Ce qui est si tragique dans cette pièce, c'est qu'elle oblige aussi les humains à être moins intelligents, moins empathiques, dit-elle. Ils doivent être entraînés essentiellement à dire : « Oh, ce n'est pas pertinent. Je vais être moins humain, moins affecté par ça.
Taylor soutient que cacher le travail humain signifie que les gens agissent davantage comme des machines, sans éthique personnelle ni empathie. Dans un cas plus extrême, obscurcir les humains signifie supprimer complètement le choix. En février, L'interception a signalé que Google avait passé un contrat avec le ministère de la Défense pour augmenter les drones du gouvernement systèmes de vision par ordinateur, outrageant les employés. Les drones équipés de systèmes de vision par ordinateur sont capables de voir leurs cibles, mais ils ont encore besoin de raffinement et de précision. Google a donc engagé des centaines de travailleurs humains pour marquer manuellement les éléments et aider à créer son ensemble de données. Selon L'interception rapport, ils n'avaient aucune idée de l'utilisation de leur travail.

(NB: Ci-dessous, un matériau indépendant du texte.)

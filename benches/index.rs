//! Index and storage benchmarks
//!
//! Benchmarks for catalog operations including:
//! - Parsing and serializing indexes of increasing size
//! - Registering a model (load, modify, atomic persist)
//! - Snapshot reads under a populated index

use chrono::Utc;
use criterion::{BenchmarkId, Criterion, criterion_group, criterion_main};
use devon::ModelMetadata;
use devon::storage::index::{Index, IndexEntry, index_key, parse_index, serialize_index};
use devon::storage::ModelStorage;
use std::hint::black_box;
use std::path::{Path, PathBuf};
use tempfile::TempDir;
use tokio::runtime::Runtime;

fn build_index(count: usize) -> Index {
    (0..count)
        .map(|i| {
            let model_id = format!("org-{}/model-{}", i % 50, i);
            let metadata = ModelMetadata {
                parameter_count: Some(7),
                format: vec!["safetensors".to_string()],
                tags: vec!["text-generation".to_string(), "llama".to_string()],
                ..ModelMetadata::new("huggingface", &model_id)
            };
            let entry = IndexEntry {
                source: "huggingface".to_string(),
                path: PathBuf::from("/models/huggingface").join(&model_id),
                metadata: metadata.to_persisted(),
                files: vec![
                    "config.json".to_string(),
                    "model-00001-of-00002.safetensors".to_string(),
                    "model-00002-of-00002.safetensors".to_string(),
                ],
                downloaded_at: Utc::now(),
                last_used: None,
                size_bytes: 14 * 1024 * 1024 * 1024,
                unknown: Default::default(),
                model_id,
            };
            (index_key(&entry.source, &entry.model_id), entry)
        })
        .collect()
}

/// Benchmark JSON parse and serialize of the whole catalog
fn bench_index_codec(c: &mut Criterion) {
    let mut group = c.benchmark_group("index_codec");
    let path = Path::new("index.json");

    for count in [10, 100, 1000] {
        let index = build_index(count);
        let content = serialize_index(path, &index).unwrap();

        group.bench_with_input(BenchmarkId::new("serialize", count), &index, |b, index| {
            b.iter(|| serialize_index(path, black_box(index)).unwrap());
        });
        group.bench_with_input(BenchmarkId::new("parse", count), &content, |b, content| {
            b.iter(|| parse_index(path, black_box(content)).unwrap());
        });
    }
    group.finish();
}

/// Benchmark register, which reloads and atomically rewrites the index file
fn bench_register(c: &mut Criterion) {
    let rt = Runtime::new().unwrap();
    let mut group = c.benchmark_group("register");
    group.sample_size(20);

    for count in [10, 100, 1000] {
        let temp_dir = TempDir::new().unwrap();
        let storage = rt.block_on(async {
            let storage = ModelStorage::open(temp_dir.path().join("models"))
                .await
                .unwrap();
            for (_, entry) in build_index(count) {
                let metadata = ModelMetadata::new(&entry.source, &entry.model_id);
                storage
                    .register(&entry.source, &entry.model_id, &metadata, &[])
                    .await
                    .unwrap();
            }
            storage
        });
        let metadata = ModelMetadata::new("huggingface", "bench/target");

        group.bench_with_input(
            BenchmarkId::new("existing_models", count),
            &storage,
            |b, storage| {
                b.to_async(&rt).iter(|| async {
                    storage
                        .register("huggingface", "bench/target", &metadata, &[])
                        .await
                        .unwrap();
                });
            },
        );
    }
    group.finish();
}

/// Benchmark snapshot reads
fn bench_reads(c: &mut Criterion) {
    let rt = Runtime::new().unwrap();
    let mut group = c.benchmark_group("reads");

    let temp_dir = TempDir::new().unwrap();
    let storage = rt.block_on(async {
        let storage = ModelStorage::open(temp_dir.path().join("models"))
            .await
            .unwrap();
        for (_, entry) in build_index(500) {
            let metadata = ModelMetadata::new(&entry.source, &entry.model_id);
            storage
                .register(&entry.source, &entry.model_id, &metadata, &[])
                .await
                .unwrap();
        }
        storage
    });

    group.bench_function("get_entry", |b| {
        b.to_async(&rt).iter(|| async {
            black_box(storage.get_entry("huggingface", "org-7/model-257").await);
        });
    });
    group.bench_function("list_all", |b| {
        b.to_async(&rt).iter(|| async {
            black_box(storage.list(None).await);
        });
    });
    group.bench_function("stats", |b| {
        b.to_async(&rt).iter(|| async {
            black_box(storage.stats().await);
        });
    });
    group.finish();
}

criterion_group!(benches, bench_index_codec, bench_register, bench_reads);
criterion_main!(benches);
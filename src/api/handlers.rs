//! API request handlers

use super::models::{
    CleanRequest, DeleteModelResponse, DownloadRequest, DownloadResponse, ExportRequest,
    ExportResponse, HealthResponse, ListModelsQuery, ListModelsResponse, LocalModel,
    ModelInfoResponse, SearchParams, SearchResponse, StatusResponse,
};
use super::routes::AppState;
use crate::download::DownloadOptions;
use crate::error::{DevonError, Result};
use crate::search::parse_query;
use crate::sources::validate_include_patterns;
use crate::storage::{CleanReport, ExportFormat};
use crate::utils::{format_bytes, resolve_model_reference};
use axum::{
    Json,
    extract::{Path, Query, State},
    http::StatusCode,
};

/// Upper bound on `limit` for a single search request
const MAX_SEARCH_LIMIT: usize = 100;

/// GET /health - Service health check
pub async fn health() -> (StatusCode, Json<HealthResponse>) {
    (
        StatusCode::OK,
        Json(HealthResponse {
            status: "healthy".to_string(),
            timestamp: chrono::Utc::now(),
        }),
    )
}

/// GET /metrics - Prometheus metrics
pub async fn metrics(State(state): State<AppState>) -> String {
    state.prometheus_handle.render()
}

/// GET /api/v1/models - List locally downloaded models
pub async fn list_models(
    State(state): State<AppState>,
    Query(query): Query<ListModelsQuery>,
) -> Result<Json<ListModelsResponse>> {
    state.storage.refresh().await?;

    let entries = state.storage.list(query.source.as_deref()).await;
    let total_size_bytes = entries.iter().map(|e| e.size_bytes).sum();

    Ok(Json(ListModelsResponse {
        count: entries.len(),
        total_size_bytes,
        models: entries.into_iter().map(LocalModel::from).collect(),
    }))
}

/// GET /api/v1/models/{source}/{*model_id} - Local entry plus remote metadata
///
/// The remote lookup is best-effort; 404 only when neither side knows the model.
pub async fn get_model(
    State(state): State<AppState>,
    Path((source, model_id)): Path<(String, String)>,
) -> Result<Json<ModelInfoResponse>> {
    state.storage.refresh().await?;
    let local = state.storage.get_entry(&source, &model_id).await;

    let remote = match state.sources.get(&source) {
        Ok(client) => match client.get_model_info(&model_id).await {
            Ok(metadata) => Some(metadata),
            Err(e) => {
                tracing::debug!(source = %source, model_id = %model_id, error = %e, "Remote lookup failed");
                None
            }
        },
        Err(_) if local.is_some() => None,
        Err(e) => return Err(e),
    };

    if local.is_none() && remote.is_none() {
        return Err(DevonError::ModelNotFound {
            source_name: source,
            model_id,
        });
    }

    Ok(Json(ModelInfoResponse {
        local: local.map(LocalModel::from),
        remote,
    }))
}

/// DELETE /api/v1/models/{source}/{*model_id} - Remove a model and its files
pub async fn delete_model(
    State(state): State<AppState>,
    Path((source, model_id)): Path<(String, String)>,
) -> Result<Json<DeleteModelResponse>> {
    if !state.storage.delete(&source, &model_id).await? {
        return Err(DevonError::ModelNotFound {
            source_name: source,
            model_id,
        });
    }

    crate::metrics::record_model_deleted(&source);
    let stats = state.storage.stats().await;
    crate::metrics::update_storage_gauges(stats.model_count, stats.total_size_bytes);

    Ok(Json(DeleteModelResponse {
        deleted: true,
        source,
        model_id,
    }))
}

/// GET /api/v1/search - Search a remote source
///
/// Inline tokens such as `30b` or `gguf` in the query become filters; explicit
/// query-string filters take precedence over them.
pub async fn search(
    State(state): State<AppState>,
    Query(params): Query<SearchParams>,
) -> Result<Json<SearchResponse>> {
    let source_name = params
        .source
        .clone()
        .unwrap_or_else(|| state.settings.sources.default.clone());
    let source = state.sources.get(&source_name)?;

    let limit = params
        .limit
        .unwrap_or(state.settings.search.default_limit)
        .clamp(1, MAX_SEARCH_LIMIT);

    let parsed = parse_query(params.query.as_deref().unwrap_or_default());
    let mut filters = parsed.filters;
    for filter in params.filters().iter() {
        filters.push(filter.clone());
    }

    let results = source
        .search(parsed.text.as_deref(), &filters, limit)
        .await?;

    Ok(Json(SearchResponse {
        source: source_name,
        query: params.query,
        count: results.len(),
        results,
    }))
}

/// POST /api/v1/downloads - Download a model and register it
///
/// Runs to completion before responding; clients should use long timeouts.
pub async fn download(
    State(state): State<AppState>,
    Json(req): Json<DownloadRequest>,
) -> Result<Json<DownloadResponse>> {
    let (source_name, model_id) = resolve_model_reference(
        &req.model_id,
        req.source.as_deref(),
        &state.settings.sources.default,
    )?;
    let source = state.sources.get(&source_name)?;

    // Reject unsafe input before contacting the source
    state.storage.resolve_path(&source_name, &model_id)?;
    if let Some(patterns) = &req.include_patterns {
        validate_include_patterns(patterns)?;
    }

    let already_present = state.storage.is_present(&source_name, &model_id).await;
    if req.force || !already_present {
        let quota = state.settings.max_storage_bytes();
        if quota.is_some() || state.settings.download.check_disk_space {
            let remote = source.get_model_info(&model_id).await?;
            state
                .downloads
                .check_capacity(
                    remote.total_size_bytes,
                    quota,
                    state.settings.download.check_disk_space,
                )
                .await?;
        }
    }

    let options = DownloadOptions {
        force: req.force,
        include: req.include_patterns.filter(|p| !p.is_empty()),
        progress: None,
    };
    let files = state
        .downloads
        .download_with(source.as_ref(), &model_id, options)
        .await?;

    let entry = state
        .storage
        .get_entry(&source_name, &model_id)
        .await
        .ok_or_else(|| DevonError::IndexInconsistency {
            key: crate::storage::index_key(&source_name, &model_id),
            detail: "entry missing after download".to_string(),
        })?;

    Ok(Json(DownloadResponse {
        source: source_name,
        model_id,
        path: entry.path,
        files,
        size_bytes: entry.size_bytes,
    }))
}

/// GET /api/v1/status - Storage statistics
pub async fn status(State(state): State<AppState>) -> Result<Json<StatusResponse>> {
    state.storage.refresh().await?;
    let stats = state.storage.stats().await;
    crate::metrics::update_storage_gauges(stats.model_count, stats.total_size_bytes);

    Ok(Json(StatusResponse {
        storage_path: state.storage.base_path().to_path_buf(),
        index_file: state.storage.index_file().to_path_buf(),
        model_count: stats.model_count,
        total_size_bytes: stats.total_size_bytes,
        total_size: format_bytes(stats.total_size_bytes as f64),
        max_size_bytes: state.settings.max_storage_bytes(),
        sources: stats.sources,
        registered_sources: state.sources.list_all(),
        downloads_in_flight: state.downloads.in_flight(),
    }))
}

/// POST /api/v1/clean - Remove unused or all models
pub async fn clean(
    State(state): State<AppState>,
    Json(req): Json<CleanRequest>,
) -> Result<Json<CleanReport>> {
    let policy = req
        .policy()
        .ok_or_else(|| DevonError::validation("Specify either 'unused' or 'all'"))?;

    let report = state.storage.clean(policy, req.dry_run).await?;

    for removed in &report.removed {
        crate::metrics::record_model_deleted(&removed.source);
    }
    let stats = state.storage.stats().await;
    crate::metrics::update_storage_gauges(stats.model_count, stats.total_size_bytes);

    Ok(Json(report))
}

/// POST /api/v1/export - Export the catalog for other tools
///
/// Exported models count as used.
pub async fn export(
    State(state): State<AppState>,
    Json(req): Json<ExportRequest>,
) -> Result<Json<ExportResponse>> {
    let format: ExportFormat = match req.format.as_deref() {
        Some(f) => f.parse()?,
        None => ExportFormat::default(),
    };

    state.storage.refresh().await?;
    let entries = state.storage.list(req.source.as_deref()).await;
    let content = format.to_value(&entries)?;

    state
        .storage
        .mark_used_many(entries.iter().map(|e| (e.source.as_str(), e.model_id.as_str())))
        .await?;

    Ok(Json(ExportResponse {
        format: format.as_str().to_string(),
        count: entries.len(),
        content,
    }))
}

Les humains font partie de ce qui fait fonctionner tout système d'IA, et ils apportent avec eux tout leur bagage humain stupide : problèmes de confidentialité et d'écoute, biais potentiels, préférences et jugements individuels. Cela ne sert pas toujours l'intérêt de rendre la société sans friction, intelligente ou pratique. Mais cacher leur rôle – essentiellement essayer de rendre les systèmes homme-machine qui conçoivent l'IA moins humains – ne sert que la fiction de la Silicon Valley selon laquelle l'IA est puissante, rationnelle et impénétrable ; la même fiction que l'industrie raconte d'elle-même. Exposer le travail humain de la technologie de pointe révèle les deux.